Par pitié ta gueule vérue. Pas le bon jour. Pas la bonne heure. Pas la bonne cuite.
- ouiii .. Nickel, dis-je avec le pouce en l’air. Convaincant.
- t-chia mauvaiseuh mineuh, nan? Oui, vérue, oui. J’ai actuellement une migraine plus grosse que ton cul, une envie de te parler inférieur à ton QI, ce qui est carrément négatif, et une vue alléchante sur la fenêtre qui pourrait devenir une porte pour traverser l’au-delà.
- Nan mais j’ai un peu bu hier, ça va c’est rien.
- Tchié sûreuh ma bôtée?

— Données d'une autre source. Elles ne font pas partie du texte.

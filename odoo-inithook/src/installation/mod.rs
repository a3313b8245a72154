// External command execution
//
// Every collaborator this hook drives outside the database (git, pip, the
// application's Python config, systemctl) goes through run_cmd_with_timeout.
//
// IMPORTANT:
// - Never log secrets (passwords, hashes). Pass them through `envs`, which are never logged.
// - Commands are not retried; callers decide whether a failure is fatal.

pub mod service;

use anyhow::{Context, Result};
use log::{debug, warn};
use std::process::Stdio;
use std::time::Instant;
use tokio::io::AsyncReadExt;
use tokio::process::Command;
use tokio::time::{timeout, Duration};

#[derive(Debug, Clone)]
pub struct CommandOutput {
    pub exit_code: Option<i32>,
    pub stdout: String,
    pub stderr: String,
    pub duration_ms: u128,
}

impl CommandOutput {
    pub fn success(&self) -> bool {
        self.exit_code == Some(0)
    }

    /// Short failure summary for error messages (last stderr line, else exit code).
    pub fn failure_summary(&self) -> String {
        let last = self
            .stderr
            .lines()
            .rev()
            .map(str::trim)
            .find(|l| !l.is_empty());
        match (last, self.exit_code) {
            (Some(line), Some(code)) => format!("exit code {}: {}", code, line),
            (Some(line), None) => format!("terminated by signal: {}", line),
            (None, Some(code)) => format!("exit code {}", code),
            (None, None) => "terminated by signal".to_string(),
        }
    }
}

fn mask_arg_for_log(arg: &str) -> String {
    let lower = arg.to_ascii_lowercase();
    if lower.contains("password")
        || lower.contains("passwd")
        || lower.contains("secret")
        || lower.contains("token")
        || lower.starts_with("$pbkdf2")
    {
        return "***".to_string();
    }
    arg.to_string()
}

/// Run an external command with a timeout.
///
/// Returns captured stdout/stderr even when exit code is non-zero (caller decides success).
/// A spawn failure (program missing) or timeout is an `Err`.
pub async fn run_cmd_with_timeout(
    program: &str,
    args: &[String],
    envs: &[(&str, &str)],
    timeout_dur: Duration,
    operation: &str,
) -> Result<CommandOutput> {
    let started = Instant::now();

    debug!(
        "[PHASE: command] [STEP: {}] run_cmd_with_timeout entered (program={}, args=[{}], env_keys=[{}], timeout_ms={})",
        operation,
        program,
        args.iter().map(|a| mask_arg_for_log(a)).collect::<Vec<_>>().join(", "),
        envs.iter().map(|(k, _)| *k).collect::<Vec<_>>().join(", "),
        timeout_dur.as_millis()
    );

    let mut cmd = Command::new(program);
    cmd.args(args)
        .envs(envs.iter().copied())
        .stdin(Stdio::null())
        .stdout(Stdio::piped())
        .stderr(Stdio::piped());

    let mut child = cmd.spawn().with_context(|| {
        format!(
            "Failed to spawn command '{}' (operation={})",
            program, operation
        )
    })?;

    let mut stdout = child
        .stdout
        .take()
        .ok_or_else(|| anyhow::anyhow!("Failed to capture stdout (operation={})", operation))?;
    let mut stderr = child
        .stderr
        .take()
        .ok_or_else(|| anyhow::anyhow!("Failed to capture stderr (operation={})", operation))?;

    let stdout_task = tokio::spawn(async move {
        let mut buf = Vec::new();
        stdout.read_to_end(&mut buf).await?;
        Ok::<String, std::io::Error>(String::from_utf8_lossy(&buf).to_string())
    });
    let stderr_task = tokio::spawn(async move {
        let mut buf = Vec::new();
        stderr.read_to_end(&mut buf).await?;
        Ok::<String, std::io::Error>(String::from_utf8_lossy(&buf).to_string())
    });

    let status = match timeout(timeout_dur, child.wait()).await {
        Ok(Ok(s)) => s,
        Ok(Err(e)) => {
            return Err(anyhow::Error::new(e)).with_context(|| {
                format!(
                    "Command wait failed (operation={}, program={})",
                    operation, program
                )
            });
        }
        Err(_) => {
            warn!(
                "[PHASE: command] [STEP: {}] Timeout reached (program={}, timeout_ms={}); killing process",
                operation,
                program,
                timeout_dur.as_millis()
            );

            if let Err(e) = child.kill().await {
                warn!(
                    "[PHASE: command] [STEP: {}] Failed to kill timed-out process (program={}): {}",
                    operation, program, e
                );
            }

            return Err(anyhow::anyhow!(
                "Command timed out after {}ms (operation={}, program={})",
                timeout_dur.as_millis(),
                operation,
                program
            ));
        }
    };

    let stdout_str = stdout_task
        .await
        .context("stdout join failed")?
        .context("stdout read failed")?;
    let stderr_str = stderr_task
        .await
        .context("stderr join failed")?
        .context("stderr read failed")?;

    let out = CommandOutput {
        exit_code: status.code(),
        stdout: stdout_str,
        stderr: stderr_str,
        duration_ms: started.elapsed().as_millis(),
    };

    debug!(
        "[PHASE: command] [STEP: {}] run_cmd_with_timeout exit (program={}, exit_code={:?}, duration_ms={}, stdout_len={}, stderr_len={})",
        operation,
        program,
        out.exit_code,
        out.duration_ms,
        out.stdout.len(),
        out.stderr.len()
    );

    Ok(out)
}

/// Run a command and turn a non-zero exit into an error.
pub async fn run_checked(
    program: &str,
    args: &[String],
    envs: &[(&str, &str)],
    timeout_dur: Duration,
    operation: &str,
) -> Result<CommandOutput> {
    let out = run_cmd_with_timeout(program, args, envs, timeout_dur, operation).await?;
    if !out.success() {
        return Err(anyhow::anyhow!(
            "{} failed ({})",
            operation,
            out.failure_summary()
        ));
    }
    Ok(out)
}

#[cfg(test)]
mod tests {
    use super::*;

    #[test]
    fn mask_arg_for_log_redacts_credential_values() {
        assert_eq!(mask_arg_for_log("--password=hunter2"), "***");
        assert_eq!(mask_arg_for_log("$pbkdf2-sha512$25000$salt$sum"), "***");
        assert_eq!(mask_arg_for_log("clone"), "clone");
    }

    #[test]
    fn failure_summary_prefers_last_stderr_line() {
        let out = CommandOutput {
            exit_code: Some(128),
            stdout: String::new(),
            stderr: "Cloning into 'x'...\nfatal: repository not found\n\n".to_string(),
            duration_ms: 1,
        };
        assert_eq!(out.failure_summary(), "exit code 128: fatal: repository not found");
    }

    #[tokio::test]
    async fn run_cmd_with_timeout_basic_smoke() {
        let args = vec!["-c".to_string(), "echo \"hello $GREETING\"".to_string()];
        let out = run_cmd_with_timeout(
            "sh",
            &args,
            &[("GREETING", "world")],
            Duration::from_secs(5),
            "test_echo",
        )
        .await
        .expect("command should run");
        assert!(out.success());
        assert!(out.stdout.contains("hello world"));
    }

    #[tokio::test]
    async fn run_checked_reports_non_zero_exit() {
        let args = vec!["-c".to_string(), "echo boom >&2; exit 3".to_string()];
        let err = run_checked("sh", &args, &[], Duration::from_secs(5), "test_fail")
            .await
            .unwrap_err();
        let msg = err.to_string();
        assert!(msg.contains("exit code 3"), "{}", msg);
        assert!(msg.contains("boom"), "{}", msg);
    }

    #[tokio::test]
    async fn missing_program_is_an_error() {
        let res = run_cmd_with_timeout(
            "definitely-not-a-real-program-xyz",
            &[],
            &[],
            Duration::from_secs(5),
            "test_missing",
        )
        .await;
        assert!(res.is_err());
    }

    #[tokio::test]
    async fn timeout_kills_long_running_command() {
        let args = vec!["-c".to_string(), "sleep 5".to_string()];
        let res = run_cmd_with_timeout("sh", &args, &[], Duration::from_millis(200), "test_sleep").await;
        let err = res.unwrap_err();
        assert!(err.to_string().contains("timed out"));
    }
}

Parce que la t-chia une mine qui colle au moral hein?
Je me retiens de toutes mes forces de lui dire que ma mine me colle autant que sa cellulite à ses cuisses en bas-résilles. Mais je me dis que c’est pas grave et qu’on ne naît pas tous avec les mêmes capacités... D’ailleurs qui, mis à part Harley Quinn et les escort girls utilisent encore des bas résilles de nos jours? Et surtout dans un hôpital pour faire rire des enfants en train de clamser? Il y a des gens qui me surpassent, ou plutôt que je surestime.

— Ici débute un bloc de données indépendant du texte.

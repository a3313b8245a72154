// Command-line surface
//
// clap's built-in help is disabled: `-h/--help` prints the usage text and exits 1,
// the same as a usage error, which is what the first-boot runner expects.

use clap::{ArgAction, Parser};
use std::ffi::OsString;
use std::path::PathBuf;

use crate::models::intent::CliOverrides;

#[derive(Parser, Debug, Default, Clone)]
#[command(
    name = "odoo-inithook",
    disable_help_flag = true,
    disable_version_flag = true
)]
pub struct CliArgs {
    /// Admin password; asked interactively when absent
    #[arg(long = "pass", value_name = "PASSWORD")]
    pub password: Option<String>,

    /// Custom database name; skips the database name prompts
    #[arg(long, value_name = "NAME")]
    pub dbname: Option<String>,

    /// Provisioner settings file (TOML)
    #[arg(long, value_name = "PATH")]
    pub config: Option<PathBuf>,

    #[arg(short = 'h', long = "help", action = ArgAction::SetTrue)]
    pub help: bool,
}

impl CliArgs {
    pub fn overrides(&self) -> CliOverrides {
        CliOverrides {
            password: self.password.clone(),
            db_name: self.dbname.clone(),
        }
    }
}

#[derive(Debug)]
pub enum CliAction {
    Run(CliArgs),
    /// Print usage (with an optional error line) and exit 1.
    Usage(Option<String>),
}

pub fn parse_from<I, T>(args: I) -> CliAction
where
    I: IntoIterator<Item = T>,
    T: Into<OsString> + Clone,
{
    match CliArgs::try_parse_from(args) {
        Ok(args) if args.help => CliAction::Usage(None),
        Ok(args) => CliAction::Run(args),
        Err(e) => {
            let rendered = e.to_string();
            let first = rendered.lines().next().unwrap_or_default();
            let message = first.strip_prefix("error: ").unwrap_or(first).to_string();
            CliAction::Usage(Some(message))
        }
    }
}

pub fn usage_text(program: &str) -> String {
    format!(
        "Syntax: {} [options]\n\
         Set Odoo database name, admin password and optional localization add-ons\n\
         \n\
         Options:\n\
         \x20   --pass=       unless provided, will ask interactively\n\
         \x20   --dbname=     custom database name; unless provided, will ask interactively\n\
         \x20   --config=     provisioner settings file (default {})\n\
         \x20   -h, --help    show this text\n",
        program,
        crate::settings::DEFAULT_SETTINGS_PATH
    )
}

/// Print usage to stderr and return the exit status for it.
pub fn usage(program: &str, error: Option<&str>) -> i32 {
    if let Some(error) = error {
        eprintln!("Error: {}", error);
    }
    eprint!("{}", usage_text(program));
    1
}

Dans le cas de vérue, je pense qu’il est tout de même nécessaire de souligner qu’avec une barre métallique dans le cul, elle aurait eut un potentiel inouïe de broche à kebab. Je lui en veux, c’est vrai. C’est parce que j’avais crue qu’elle était sympa au début. Un peu con-con, mais pas du genre à faire du mal aux gens. Alors je me suis confiée, un peu, beaucoup. Jusqu’à lui parler de ce qui s’était passé pour que j’arrive ici.

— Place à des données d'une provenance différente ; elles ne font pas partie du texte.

// PostgreSQL identifier handling and statement generation
//
// Key design decisions:
// - Operator-chosen database names are validated before any statement is built
// - Identifiers are always double-quoted (embedded quotes doubled); never interpolated raw
// - Values (names in WHERE clauses, hashes) are always bound parameters, never formatted in

use regex::Regex;

/// PostgreSQL truncates identifiers longer than NAMEDATALEN - 1 bytes.
pub const MAX_DB_NAME_LEN: usize = 63;

const RESERVED_DB_NAMES: [&str; 3] = ["postgres", "template0", "template1"];

/// Validate a database name (letters, numbers, underscore only; 1-63 bytes; not reserved)
pub fn validate_db_name(name: &str) -> Result<(), String> {
    if name.is_empty() {
        return Err("Database name is required.".to_string());
    }
    if name.len() > MAX_DB_NAME_LEN {
        return Err(format!(
            "Database name must be {} characters or fewer.",
            MAX_DB_NAME_LEN
        ));
    }
    let re = Regex::new(r"^[A-Za-z_][A-Za-z0-9_]*$")
        .map_err(|e| format!("Internal error: failed to compile database name regex: {}", e))?;
    if !re.is_match(name) {
        return Err(
            "Database name must start with a letter or underscore and contain only letters, numbers, and underscores.".to_string(),
        );
    }
    if RESERVED_DB_NAMES.iter().any(|r| r.eq_ignore_ascii_case(name)) {
        return Err(format!("'{}' is a reserved database name.", name));
    }
    Ok(())
}

/// Double-quote a PostgreSQL identifier
pub fn pg_quote_ident(name: &str) -> String {
    format!("\"{}\"", name.replace('"', "\"\""))
}

/// Generate CREATE DATABASE statement
pub fn create_db_stmt(db_name: &str) -> String {
    format!("CREATE DATABASE {};", pg_quote_ident(db_name))
}

/// Generate DROP DATABASE statement
pub fn drop_db_stmt(db_name: &str) -> String {
    format!("DROP DATABASE {};", pg_quote_ident(db_name))
}

/// Exact-name lookup; binds the name as $1 and returns the stored datname.
pub const FIND_DB_EXACT_QUERY: &str = "SELECT datname::text FROM pg_database WHERE datname = $1";

/// Case-insensitive lookup; binds the name as $1 and returns the stored datname.
pub const FIND_DB_CASE_INSENSITIVE_QUERY: &str =
    "SELECT datname::text FROM pg_database WHERE lower(datname) = lower($1) ORDER BY datname LIMIT 1";

/// Legacy admin credential row update; binds hash as $1 and user id as $2.
pub const LEGACY_PASSWORD_UPDATE: &str = "UPDATE res_users SET password = $1 WHERE id = $2";

/// Id of the `admin` user row in the application's users table.
pub const LEGACY_ADMIN_USER_ID: i32 = 2;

Vérue avait réussi à me battre sur un point: elle parlait plus mal que moi, ce qui relève du miracle. Mais Vérue avait un avantage: elle était de Marseille. La première fois que j’ai eu affaire à cette garce, c’est parce que je l’avais entendue. Elle parlait dans un dialecte incompréhensible et tonitruant, pratiquement constitué de consonnes et d’exagération. On aurait dit une parodie de l’accent marseillais, et pas le vrai. Je me suis dit que malgré la laideur du langage, ça devait être une personne forte, pleine de vie et bienveillante. Je ne sais pas si c’était les sourcils dessinés à la va-vite dans le métro, ou sa carure de mama italienne qui m’a convaincue. Jusqu’au bout, je l’ai crue. J’ai été assez conne pour la croire. Mais Vérue n’a pas tenu sa langue, et je me suis retrouvée, de fait, à donner des explications à la régente en à peine 2 semaines de travail. J’avais dû supplier, plaider, implorer cette vieille conne de me laisser travailler dans un endroit que je n’aimais même pas et dans lequel, suite aux révélations de Vérue, j’allais devoir essayer de ne pas me noyer dans le flot de rumeur.
15h20
Après le passage obligé dans la chambre de Michaël, 2 ans, qui a pleuré l’équivalent de quoi abreuver l’Afrique, et vomi celui de quoi la nourrir, nous sommes passés dans la chambre accueillante de Timothé, 9 ans, qui aurait dû tenter sa chance pour le casting d’un thread horreur. Ces gamins n’ont même pas conscience de l’attitude qu’ils ont, et même s’ils s’en rendaient compte, pourquoi la changerait-ils?
Je crois qu’ils n’en ont plus vraiment la force, ou que ça les tuerait dans le pire des cas.
Quand ils seront plus grands, si un jour ils deviennent plus grand, La phrase qu’ils nous répéterons le plus souvent c’est « on voit plus la vie pareille quand on a frôlé la mort » Et le pire dans un hôpital, c’est voir les enfants mourir lentement, ou ne pas savoir qu’ils vont mourir, parce que personne n’a les couilles de le leur dire. Je crois que c’est un horrible sentiment de savoir qu’un enfant ne dira jamais cette phrase, aussi insupportable qu’elle soit. Un enfant qui meurt, ça fait plaisir à personne, ça ne rend insensible personne, sauf les méchants et les pédophiles, et peut être Vérue.